Using the entries below, copy out all lines where "config" is found.

────────

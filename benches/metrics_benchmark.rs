use criterion::{criterion_group, criterion_main, BenchmarkId, Criterion};
use std::hint::black_box;
use detection_map::config::EvaluationConfig;
use detection_map::evaluator::evaluate;
use detection_map::metrics::{calculate_ap, calculate_iou};
use detection_map::types::{BoundingBox, Detection, GroundTruth};

fn bench_iou_calculation(c: &mut Criterion) {
    let bbox1 = BoundingBox::new(10.0, 10.0, 60.0, 60.0);
    let bbox2 = BoundingBox::new(30.0, 30.0, 80.0, 80.0);

    c.bench_function("iou_single", |b| {
        b.iter(|| calculate_iou(black_box(&bbox1), black_box(&bbox2)));
    });
}

fn bench_iou_matrix(c: &mut Criterion) {
    let mut group = c.benchmark_group("iou_matrix");

    for size in [10, 50, 100, 500].iter() {
        let boxes: Vec<BoundingBox> = (0..*size)
            .map(|i| {
                let offset = (i as f64) * 2.0;
                BoundingBox::new(offset, offset, offset + 50.0, offset + 50.0)
            })
            .collect();

        group.bench_with_input(BenchmarkId::from_parameter(size), size, |b, _| {
            b.iter(|| {
                for i in 0..boxes.len() {
                    for j in 0..boxes.len() {
                        black_box(calculate_iou(&boxes[i], &boxes[j]));
                    }
                }
            });
        });
    }
    group.finish();
}

fn bench_ap_calculation(c: &mut Criterion) {
    let mut group = c.benchmark_group("ap_calculation");

    for num_detections in [10, 50, 100, 500].iter() {
        let precision: Vec<f64> = (0..*num_detections)
            .map(|i| 1.0 - (i as f64) / (*num_detections as f64))
            .collect();
        let recall: Vec<f64> = (0..*num_detections)
            .map(|i| (i as f64) / (*num_detections as f64))
            .collect();

        group.bench_with_input(BenchmarkId::from_parameter(num_detections), num_detections, |b, _| {
            b.iter(|| calculate_ap(black_box(&precision), black_box(&recall)));
        });
    }
    group.finish();
}

fn bench_evaluate(c: &mut Criterion) {
    let mut group = c.benchmark_group("evaluate");

    for num_images in [10, 100, 500].iter() {
        let mut ground_truths = Vec::new();
        let mut predictions = Vec::new();
        for image_id in 0..*num_images as u64 {
            for k in 0..10 {
                let offset = k as f64 * 20.0;
                let class_id = 1 + (k % 3) as u32;
                let bbox = BoundingBox::new(offset, offset, offset + 15.0, offset + 15.0);
                ground_truths.push(GroundTruth::new(image_id, class_id, bbox));

                let jittered = BoundingBox::new(offset + 2.0, offset, offset + 17.0, offset + 15.0);
                let score = 0.3 + ((image_id as usize * 10 + k) % 70) as f64 / 100.0;
                predictions.push(Detection::new(image_id, class_id, score, jittered));
            }
        }
        let config = EvaluationConfig::new(4);

        group.bench_with_input(BenchmarkId::from_parameter(num_images), num_images, |b, _| {
            b.iter(|| evaluate(black_box(&predictions), black_box(&ground_truths), &config));
        });
    }
    group.finish();
}

criterion_group!(
    benches,
    bench_iou_calculation,
    bench_iou_matrix,
    bench_ap_calculation,
    bench_evaluate,
);
criterion_main!(benches);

────────

## Answer to the problem
use detection_map::config::EvaluationConfig;
        let config = EvaluationConfig::new(4);
            b.iter(|| evaluate(black_box(&predictions), black_box(&ground_truths), &config));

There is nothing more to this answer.